So, the employee should deposit Php 32,631.20 quarterly.

Cash Flow Stream and Fair Market Value or Economic Value

Cash flow refers to cash inflows (payments received) or cash outflows

(deposits made, or payments made) whenever a transaction is made. It is
simply the transfer of cash from one person or company to the other. Cash
inflows can be represented positively or by positive numbers while cash
outflows are represented by negative numbers. Literally, cash inflow is what
comes in and what comes out is cash outflow.
The fair market value or economic value of a cash flow (payment stream)
on a particular date refers to a single amount that is equivalent to the value
of the payment stream made at that date.

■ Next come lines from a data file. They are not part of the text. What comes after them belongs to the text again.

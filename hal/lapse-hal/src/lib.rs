//! Lapse Hardware Abstraction Layer
//!
//! This crate defines the small set of hardware traits the intervalometer
//! needs from a chip HAL. Drivers in `lapse-drivers` are written against
//! these traits so they can be unit tested on the host with mock pins and
//! a mock bus.
//!
//! # Architecture
//!
//! ```text
//! ┌─────────────────────────────────────────┐
//! │  lapse-firmware (tick loop, wiring)     │
//! └─────────────────────────────────────────┘
//!                     │
//!                     ▼
//! ┌─────────────────────────────────────────┐
//! │  lapse-drivers (relay, buttons, LCD)    │
//! └─────────────────────────────────────────┘
//!                     │
//!                     ▼
//! ┌─────────────────────────────────────────┐
//! │  lapse-hal (this crate - traits)        │
//! └─────────────────────────────────────────┘
//!                     │
//!                     ▼
//!             ┌───────────────┐
//!             │  lapse-hal-   │
//!             │    rp2040     │
//!             └───────────────┘
//! ```
//!
//! # Traits
//!
//! - [`gpio::OutputPin`], [`gpio::InputPin`] - Digital I/O (relay, buttons)
//! - [`i2c::I2cBus`] - I2C master writes (LCD backpack)

#![no_std]
#![deny(unsafe_code)]

pub mod gpio;
pub mod i2c;

// Re-export key traits at crate root for convenience
pub use gpio::{InputPin, OutputPin, Polarity};
pub use i2c::{I2cBus, I2cConfig};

We call this particular date the
focal date.

Example 1. Mr. Tan is in the property development business. He

received two offers on a lot that he wants to sell. First offer is Php100,000
and a Php2,000,000 lump sum payment after 5 years. The second offer is
Php100,000 and Php90,000 every quarter for 5 years. Compare the fair
market values of the two offers if money can earn 6% compounded quarterly.
Which offer has a higher market value?

Solution: Find the fair market value for each offer. Choose a focal date or
the date the term starts then determine the present values of the two offers
at that focal date. Assume that focal date is the start of the contract.
Since the initial offer of Php100,000 is on the focal date, then its
present value is still the same as Php100,000.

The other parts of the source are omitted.